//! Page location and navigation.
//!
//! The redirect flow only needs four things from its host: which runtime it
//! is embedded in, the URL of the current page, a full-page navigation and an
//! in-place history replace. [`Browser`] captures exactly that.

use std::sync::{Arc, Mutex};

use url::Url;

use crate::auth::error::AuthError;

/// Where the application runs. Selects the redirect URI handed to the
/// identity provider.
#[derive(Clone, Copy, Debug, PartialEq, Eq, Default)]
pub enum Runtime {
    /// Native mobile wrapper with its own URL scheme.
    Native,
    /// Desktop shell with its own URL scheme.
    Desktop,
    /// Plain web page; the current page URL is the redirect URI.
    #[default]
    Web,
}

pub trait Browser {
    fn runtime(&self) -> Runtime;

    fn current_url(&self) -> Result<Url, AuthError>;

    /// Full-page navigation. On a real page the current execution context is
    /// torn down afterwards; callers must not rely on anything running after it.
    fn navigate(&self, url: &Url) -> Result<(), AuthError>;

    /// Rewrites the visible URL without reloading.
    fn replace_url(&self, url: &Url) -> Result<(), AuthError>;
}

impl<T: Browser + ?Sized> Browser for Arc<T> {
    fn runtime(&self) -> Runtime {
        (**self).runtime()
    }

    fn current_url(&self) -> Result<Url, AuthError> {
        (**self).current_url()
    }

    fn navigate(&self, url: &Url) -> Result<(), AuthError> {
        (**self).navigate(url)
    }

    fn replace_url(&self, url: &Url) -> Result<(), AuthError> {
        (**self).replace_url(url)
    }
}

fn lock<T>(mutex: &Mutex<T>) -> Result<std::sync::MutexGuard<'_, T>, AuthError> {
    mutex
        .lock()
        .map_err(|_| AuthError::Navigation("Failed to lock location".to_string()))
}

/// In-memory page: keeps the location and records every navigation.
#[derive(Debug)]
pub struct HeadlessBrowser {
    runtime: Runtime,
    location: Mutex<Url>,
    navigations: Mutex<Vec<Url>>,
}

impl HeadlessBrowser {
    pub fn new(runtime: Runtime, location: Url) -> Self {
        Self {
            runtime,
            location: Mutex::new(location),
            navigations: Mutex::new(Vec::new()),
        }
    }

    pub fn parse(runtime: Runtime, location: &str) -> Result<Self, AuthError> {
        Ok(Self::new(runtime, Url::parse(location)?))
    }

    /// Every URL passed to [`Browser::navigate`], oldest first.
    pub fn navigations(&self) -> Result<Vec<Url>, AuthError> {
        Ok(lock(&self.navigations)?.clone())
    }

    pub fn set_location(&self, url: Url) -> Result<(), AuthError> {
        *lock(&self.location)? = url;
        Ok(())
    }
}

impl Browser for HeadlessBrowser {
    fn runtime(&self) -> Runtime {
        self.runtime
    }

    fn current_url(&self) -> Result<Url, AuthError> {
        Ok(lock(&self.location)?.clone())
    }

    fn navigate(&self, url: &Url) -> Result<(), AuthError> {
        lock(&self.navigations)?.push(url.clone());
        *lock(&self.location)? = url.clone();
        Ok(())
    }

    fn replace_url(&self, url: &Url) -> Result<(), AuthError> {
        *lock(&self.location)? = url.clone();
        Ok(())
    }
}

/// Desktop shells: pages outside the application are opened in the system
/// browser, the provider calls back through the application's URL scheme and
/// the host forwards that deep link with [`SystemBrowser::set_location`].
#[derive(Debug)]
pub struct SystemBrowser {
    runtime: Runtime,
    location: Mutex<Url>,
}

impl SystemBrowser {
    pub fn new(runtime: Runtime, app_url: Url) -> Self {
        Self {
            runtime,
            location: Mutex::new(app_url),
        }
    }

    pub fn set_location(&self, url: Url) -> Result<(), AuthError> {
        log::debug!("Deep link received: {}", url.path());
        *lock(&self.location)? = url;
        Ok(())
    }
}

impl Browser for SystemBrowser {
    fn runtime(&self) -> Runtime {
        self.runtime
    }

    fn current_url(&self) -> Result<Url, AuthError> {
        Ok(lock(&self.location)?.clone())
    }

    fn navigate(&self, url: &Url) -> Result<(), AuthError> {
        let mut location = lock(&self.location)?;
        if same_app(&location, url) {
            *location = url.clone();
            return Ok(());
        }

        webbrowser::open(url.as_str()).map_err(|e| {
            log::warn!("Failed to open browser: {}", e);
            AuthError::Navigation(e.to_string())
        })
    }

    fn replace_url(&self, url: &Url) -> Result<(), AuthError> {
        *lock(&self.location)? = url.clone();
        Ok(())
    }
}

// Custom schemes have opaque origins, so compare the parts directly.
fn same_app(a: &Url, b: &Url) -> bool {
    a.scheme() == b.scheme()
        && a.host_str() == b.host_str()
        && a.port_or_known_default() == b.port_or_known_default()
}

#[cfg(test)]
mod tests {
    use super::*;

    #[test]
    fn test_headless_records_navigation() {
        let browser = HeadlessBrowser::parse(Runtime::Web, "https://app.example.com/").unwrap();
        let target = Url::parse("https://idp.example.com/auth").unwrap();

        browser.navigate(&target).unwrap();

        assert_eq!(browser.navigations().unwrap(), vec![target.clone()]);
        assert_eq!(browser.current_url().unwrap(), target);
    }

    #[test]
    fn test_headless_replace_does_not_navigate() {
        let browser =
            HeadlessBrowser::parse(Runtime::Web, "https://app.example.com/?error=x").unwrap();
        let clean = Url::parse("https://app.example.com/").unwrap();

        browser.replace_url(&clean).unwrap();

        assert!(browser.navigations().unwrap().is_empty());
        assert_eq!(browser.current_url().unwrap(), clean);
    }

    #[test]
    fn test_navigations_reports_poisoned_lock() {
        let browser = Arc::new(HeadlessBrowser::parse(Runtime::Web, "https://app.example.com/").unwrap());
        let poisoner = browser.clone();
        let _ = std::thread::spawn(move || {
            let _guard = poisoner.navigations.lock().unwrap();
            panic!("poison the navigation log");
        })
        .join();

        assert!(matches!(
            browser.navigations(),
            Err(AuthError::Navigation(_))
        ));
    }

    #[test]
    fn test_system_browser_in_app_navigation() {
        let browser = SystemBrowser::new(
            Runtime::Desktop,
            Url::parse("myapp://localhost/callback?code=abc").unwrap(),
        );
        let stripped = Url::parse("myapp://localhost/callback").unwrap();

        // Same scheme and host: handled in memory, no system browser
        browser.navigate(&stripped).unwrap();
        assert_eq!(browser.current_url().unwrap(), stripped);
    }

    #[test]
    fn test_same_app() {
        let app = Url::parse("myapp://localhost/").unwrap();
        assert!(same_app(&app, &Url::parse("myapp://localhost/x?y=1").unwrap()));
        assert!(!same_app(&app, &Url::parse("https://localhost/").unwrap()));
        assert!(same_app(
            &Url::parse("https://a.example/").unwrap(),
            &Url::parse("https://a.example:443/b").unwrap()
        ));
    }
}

###

WHAT NEEDS TO BE DONE: Go through the entries and copy every line with "clean".

TASK ANSWER:
        let clean = Url::parse("https://app.example.com/").unwrap();
        browser.replace_url(&clean).unwrap();
        assert_eq!(browser.current_url().unwrap(), clean);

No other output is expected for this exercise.